1. Electric Vehicle as Way Forward: EVs will contribute to improving the overall energy security situation as the country imports over 80% of its overall crude oil requirements, amounting to approximately $100 billion.
  • Opportunities for Battery Manufacturing and Storage: With recent technology disruptions, battery storage has great potential to promote sustainable development in the country, considering government initiatives to promote e-mobility and renewable power (450 GW energy capacity target by 2030).
2. Increasing R&D in EVs: The Indian market needs encouragement for indigenous technologies that are suited for India from both strategic and economic standpoints.

The Ministry of Power has prescribed at least one charging station to be present in a grid of 3 km and at every 25 kms on both sides of the highways.

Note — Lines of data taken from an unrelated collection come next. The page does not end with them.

//! Typed reads of individual flags.
//!
//! The `override_*_if_set` helpers only write to the target when the flag was
//! explicitly supplied, so caller defaults survive otherwise.

use crate::context::FlagContext;
use crate::env::{self, EnvLookup};

/// Separator for list-valued flags (`--exclusions "a;b;c"`).
pub const ARRAY_SEPARATOR: char = ';';

pub const QUIET_FLAG: &str = "quiet";
pub const PROJECT_FLAG: &str = "project";

/// Values of a `;`-separated flag; empty when the flag is not set.
pub fn get_string_array_flag(ctx: &dyn FlagContext, name: &str) -> Vec<String> {
    if !ctx.is_flag_set(name) {
        return Vec::new();
    }
    split_array(&ctx.string_flag_value(name))
}

pub fn override_array_if_set(target: &mut Vec<String>, ctx: &dyn FlagContext, name: &str) {
    if ctx.is_flag_set(name) {
        *target = split_array(&ctx.string_flag_value(name));
    }
}

/// Overwrite `target` with the integer value of `name` if set.
///
/// Accepts `0x`, `0o`, `0b` and leading-zero octal literals. A value that
/// does not parse leaves `target` unchanged.
pub fn override_int_if_set(target: &mut i64, ctx: &dyn FlagContext, name: &str) {
    if !ctx.is_flag_set(name) {
        return;
    }
    let raw = ctx.string_flag_value(name);
    match parse_int_auto(&raw) {
        Some(value) => *target = value,
        None => tracing::debug!(flag = name, value = %raw, "ignoring non-integer flag value"),
    }
}

pub fn override_string_if_set(target: &mut String, ctx: &dyn FlagContext, name: &str) {
    if ctx.is_flag_set(name) {
        *target = ctx.string_flag_value(name);
    }
}

/// Whether to skip confirmation prompts.
///
/// An explicit `--quiet` wins; otherwise a true `CI` variable implies quiet.
pub fn get_quiet_value(ctx: &dyn FlagContext, env: &dyn EnvLookup) -> bool {
    if ctx.is_flag_set(QUIET_FLAG) {
        return ctx.bool_flag_value(QUIET_FLAG);
    }
    env::ci_enabled(env)
}

/// Project key from `--project`, falling back to the project variable.
pub fn get_project_key(ctx: &dyn FlagContext, env: &dyn EnvLookup) -> String {
    env::or_env(ctx.string_flag_value(PROJECT_FLAG), env, env::PROJECT_ENV)
}

/// Owned copy of the positional arguments.
pub fn extract_positional_arguments(ctx: &dyn FlagContext) -> Vec<String> {
    ctx.arguments().to_vec()
}

fn split_array(raw: &str) -> Vec<String> {
    raw.split(ARRAY_SEPARATOR).map(str::to_string).collect()
}

/// Parse a signed integer literal, detecting the base from its prefix.
///
/// `0x`/`0o`/`0b` select hex/octal/binary, a bare leading `0` selects octal,
/// anything else is decimal. `_` may separate digits.
pub fn parse_int_auto(raw: &str) -> Option<i64> {
    let (negative, body) = match raw.as_bytes().first()? {
        b'+' => (false, &raw[1..]),
        b'-' => (true, &raw[1..]),
        _ => (false, raw),
    };
    if body.is_empty() {
        return None;
    }

    let lower = body.to_ascii_lowercase();
    let (radix, digits) = if lower.starts_with('0') {
        match lower.as_bytes().get(1) {
            Some(b'x') if lower.len() >= 3 => (16, &lower[2..]),
            Some(b'o') if lower.len() >= 3 => (8, &lower[2..]),
            Some(b'b') if lower.len() >= 3 => (2, &lower[2..]),
            _ => (8, &lower[1..]),
        }
    } else {
        (10, lower.as_str())
    };

    if digits.contains('_') && !underscores_ok(&lower) {
        return None;
    }
    let digits: String = digits.chars().filter(|c| *c != '_').collect();
    if !digits.chars().all(|c| c.is_digit(radix)) {
        return None;
    }
    let magnitude = if digits.is_empty() {
        0
    } else {
        u64::from_str_radix(&digits, radix).ok()?
    };

    if negative {
        const MIN_MAGNITUDE: u64 = 1 << 63;
        match magnitude {
            MIN_MAGNITUDE => Some(i64::MIN),
            m if m < MIN_MAGNITUDE => Some(-(m as i64)),
            _ => None,
        }
    } else {
        i64::try_from(magnitude).ok()
    }
}

/// `_` must sit between two digits; a base prefix counts as a digit.
fn underscores_ok(body: &str) -> bool {
    #[derive(PartialEq)]
    enum Seen {
        Start,
        Digit,
        Underscore,
        Other,
    }

    let bytes = body.as_bytes();
    let mut seen = Seen::Start;
    let mut i = 0;
    let mut hex = false;
    if bytes.len() >= 2 && bytes[0] == b'0' && matches!(bytes[1], b'b' | b'o' | b'x') {
        i = 2;
        seen = Seen::Digit;
        hex = bytes[1] == b'x';
    }
    for &c in &bytes[i..] {
        if c.is_ascii_digit() || (hex && (b'a'..=b'f').contains(&c)) {
            seen = Seen::Digit;
        } else if c == b'_' {
            if seen != Seen::Digit {
                return false;
            }
            seen = Seen::Underscore;
        } else {
            if seen == Seen::Underscore {
                return false;
            }
            seen = Seen::Other;
        }
    }
    seen != Seen::Underscore
}
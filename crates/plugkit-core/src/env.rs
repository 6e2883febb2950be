//! Environment variable lookup.
//!
//! Reads go through [`EnvLookup`] so callers (and tests) can substitute a fixed
//! set of variables instead of touching the process environment.

use std::collections::HashMap;

/// Set to a true value when running under automation; suppresses prompts.
pub const CI_ENV: &str = "CI";
/// Fallback for the `--project` flag.
pub const PROJECT_ENV: &str = "JFROG_CLI_BUILD_PROJECT";

/// Read-only named variable lookup.
pub trait EnvLookup {
    fn var(&self, key: &str) -> Option<String>;
}

/// The real process environment.
#[derive(Debug, Clone, Copy, Default)]
pub struct ProcessEnv;

impl EnvLookup for ProcessEnv {
    fn var(&self, key: &str) -> Option<String> {
        std::env::var(key).ok()
    }
}

/// Fixed set of variables.
#[derive(Debug, Clone, Default)]
pub struct MapEnv {
    vars: HashMap<String, String>,
}

impl MapEnv {
    pub fn new() -> Self {
        Self::default()
    }

    pub fn with(mut self, key: &str, value: &str) -> Self {
        self.vars.insert(key.to_string(), value.to_string());
        self
    }
}

impl<K: Into<String>, V: Into<String>> FromIterator<(K, V)> for MapEnv {
    fn from_iter<I: IntoIterator<Item = (K, V)>>(iter: I) -> Self {
        Self {
            vars: iter
                .into_iter()
                .map(|(k, v)| (k.into(), v.into()))
                .collect(),
        }
    }
}

impl EnvLookup for MapEnv {
    fn var(&self, key: &str) -> Option<String> {
        self.vars.get(key).cloned()
    }
}

/// Parse the boolean spellings accepted on the command line and in the
/// environment: `1 t T TRUE true True` and `0 f F FALSE false False`.
pub fn parse_bool(raw: &str) -> Option<bool> {
    match raw {
        "1" | "t" | "T" | "TRUE" | "true" | "True" => Some(true),
        "0" | "f" | "F" | "FALSE" | "false" | "False" => Some(false),
        _ => None,
    }
}

/// Boolean value of `key`, `default` when unset, `None` when it does not parse.
pub fn bool_var(env: &dyn EnvLookup, key: &str, default: bool) -> Option<bool> {
    match env.var(key) {
        None => Some(default),
        Some(raw) => parse_bool(&raw),
    }
}

/// Whether the CI variable is set to a true value. Unparsable values count as false.
pub fn ci_enabled(env: &dyn EnvLookup) -> bool {
    match bool_var(env, CI_ENV, false) {
        Some(ci) => ci,
        None => {
            tracing::debug!("ignoring non-boolean {} value", CI_ENV);
            false
        }
    }
}

/// `arg` when non-empty, else the value of `key`, else empty.
pub fn or_env(arg: String, env: &dyn EnvLookup, key: &str) -> String {
    if !arg.is_empty() {
        return arg;
    }
    env.var(key).unwrap_or_default()
}
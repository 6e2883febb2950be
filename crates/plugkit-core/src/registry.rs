//! Flag descriptors and per-command flag lookup.

use std::borrow::Borrow;
use std::collections::HashMap;
use std::hash::Hash;

use crate::env::parse_bool;

#[derive(Debug, Clone, PartialEq, Eq)]
pub enum FlagKind {
    String {
        default: Option<String>,
        mandatory: bool,
    },
    Bool {
        default: bool,
    },
}

/// A named flag a command accepts.
#[derive(Debug, Clone, PartialEq, Eq)]
pub struct FlagDescriptor {
    pub name: String,
    pub description: String,
    pub kind: FlagKind,
}

impl FlagDescriptor {
    pub fn string(name: &str, description: &str) -> Self {
        Self {
            name: name.to_string(),
            description: description.to_string(),
            kind: FlagKind::String {
                default: None,
                mandatory: false,
            },
        }
    }

    pub fn bool(name: &str, description: &str) -> Self {
        Self {
            name: name.to_string(),
            description: description.to_string(),
            kind: FlagKind::Bool { default: false },
        }
    }

    /// Default shown in help and used when the flag is absent.
    pub fn with_default(mut self, value: &str) -> Self {
        match &mut self.kind {
            FlagKind::String { default, .. } => *default = Some(value.to_string()),
            FlagKind::Bool { default } => *default = parse_bool(value).unwrap_or(false),
        }
        self
    }

    pub fn mandatory(mut self) -> Self {
        if let FlagKind::String { mandatory, .. } = &mut self.kind {
            *mandatory = true;
        }
        self
    }

    pub fn name(&self) -> &str {
        &self.name
    }

    pub fn is_bool(&self) -> bool {
        matches!(self.kind, FlagKind::Bool { .. })
    }
}

/// Descriptors for the flags registered under `cmd_key`, sorted by name.
///
/// An unknown command is logged and yields an empty list. Names without a
/// descriptor are skipped.
pub fn get_command_flags<K, N, F>(
    cmd_key: &str,
    command_to_flags: &HashMap<K, Vec<N>>,
    flags_by_name: &HashMap<F, FlagDescriptor>,
) -> Vec<FlagDescriptor>
where
    K: Borrow<str> + Hash + Eq,
    N: AsRef<str>,
    F: Borrow<str> + Hash + Eq,
{
    let Some(names) = command_to_flags.get(cmd_key) else {
        tracing::error!("The command \"{}\" is not found in commands flags map.", cmd_key);
        return Vec::new();
    };

    let mut flags: Vec<FlagDescriptor> = names
        .iter()
        .filter_map(|name| {
            let name = name.as_ref();
            let found = flags_by_name.get(name).cloned();
            if found.is_none() {
                tracing::warn!(command = cmd_key, flag = name, "flag has no descriptor");
            }
            found
        })
        .collect();
    flags.sort_by(|a, b| a.name.cmp(&b.name));
    flags
}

The Ministry of Housing and Urban Affairs under the Model Building Bye-laws, 2016 (MBBL) has mandated setting aside 20% of the parking space for EV charging facilities in residential and commercial buildings.


With government initiatives and the increase in crude oil prices, the Indian EV industry is gaining momentum as people seek alternative sources to reduce their expenses. However, for a widespread transition from internal combustion engine (ICE) vehicles to EVs, there is a need to expand infrastructure, including charging stations, and improve the range of vehicles.